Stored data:
//! Circuit breaker — turns a stream of probe results into failover
//! decisions.
//!
//! Three independent layers of damping:
//!
//! 1. `failure_threshold` consecutive unhealthy probes before opening.
//! 2. A cooldown after every successful activation, during which no new
//!    failover is attempted and no failback happens.
//! 3. A hard block after `activation_failure_threshold` consecutive
//!    activation failures, so a broken remote API is not hammered.
//!
//! All transitions are pure functions of the observed status and the
//! caller-reported activation outcomes. The breaker lives in memory only;
//! a restart re-closes it.

use std::time::Duration;

use chrono::{DateTime, Utc};
use serde::Serialize;
use tracing::{debug, info, warn};

use failsafe_core::clock::add_duration;
use failsafe_core::config::OrchestratorConfig;
use failsafe_core::HealthStatus;

use crate::window::FailureWindow;

#[derive(Debug, Clone, Copy, PartialEq, Eq, Serialize)]
#[serde(rename_all = "snake_case")]
pub enum CircuitState {
    Closed,
    Open,
    CoolingDown,
    Blocked,
}

/// What the orchestrator should do after a probe.
#[derive(Debug, Clone, Copy, PartialEq, Eq)]
pub enum BreakerDecision {
    Hold,
    /// Sync state and activate the standby.
    Activate,
    /// The primary is back: deactivate the standby.
    Deactivate,
}

#[derive(Debug, Clone, Copy, PartialEq, Eq)]
pub struct BreakerConfig {
    /// Consecutive unhealthy probes before opening.
    pub failure_threshold: u32,
    /// Consecutive healthy probes before failing back.
    pub recovery_threshold: u32,
    /// Hold time after a successful activation.
    pub cooldown: Duration,
    /// Consecutive activation failures before blocking.
    pub activation_failure_threshold: u32,
    /// How long a block lasts.
    pub block_duration: Duration,
}

impl BreakerConfig {
    pub fn from_orchestrator(config: &OrchestratorConfig) -> Self {
        Self {
            failure_threshold: config.failure_threshold,
            recovery_threshold: config.recovery_threshold,
            cooldown: config.cooldown,
            activation_failure_threshold: config.activation_failure_threshold,
            block_duration: config.block_duration,
        }
    }
}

§ Required action
The reply must repeat all of the records precisely.

§ Response to the exercise
//! Circuit breaker — turns a stream of probe results into failover
//! decisions.
//!
//! Three independent layers of damping:
//!
//! 1. `failure_threshold` consecutive unhealthy probes before opening.
//! 2. A cooldown after every successful activation, during which no new
//!    failover is attempted and no failback happens.
//! 3. A hard block after `activation_failure_threshold` consecutive
//!    activation failures, so a broken remote API is not hammered.
//!
//! All transitions are pure functions of the observed status and the
//! caller-reported activation outcomes. The breaker lives in memory only;
//! a restart re-closes it.

use std::time::Duration;

use chrono::{DateTime, Utc};
use serde::Serialize;
use tracing::{debug, info, warn};

use failsafe_core::clock::add_duration;
use failsafe_core::config::OrchestratorConfig;
use failsafe_core::HealthStatus;

use crate::window::FailureWindow;

#[derive(Debug, Clone, Copy, PartialEq, Eq, Serialize)]
#[serde(rename_all = "snake_case")]
pub enum CircuitState {
    Closed,
    Open,
    CoolingDown,
    Blocked,
}

/// What the orchestrator should do after a probe.
#[derive(Debug, Clone, Copy, PartialEq, Eq)]
pub enum BreakerDecision {
    Hold,
    /// Sync state and activate the standby.
    Activate,
    /// The primary is back: deactivate the standby.
    Deactivate,
}

#[derive(Debug, Clone, Copy, PartialEq, Eq)]
pub struct BreakerConfig {
    /// Consecutive unhealthy probes before opening.
    pub failure_threshold: u32,
    /// Consecutive healthy probes before failing back.
    pub recovery_threshold: u32,
    /// Hold time after a successful activation.
    pub cooldown: Duration,
    /// Consecutive activation failures before blocking.
    pub activation_failure_threshold: u32,
    /// How long a block lasts.
    pub block_duration: Duration,
}

impl BreakerConfig {
    pub fn from_orchestrator(config: &OrchestratorConfig) -> Self {
        Self {
            failure_threshold: config.failure_threshold,
            recovery_threshold: config.recovery_threshold,
            cooldown: config.cooldown,
            activation_failure_threshold: config.activation_failure_threshold,
            block_duration: config.block_duration,
        }
    }
}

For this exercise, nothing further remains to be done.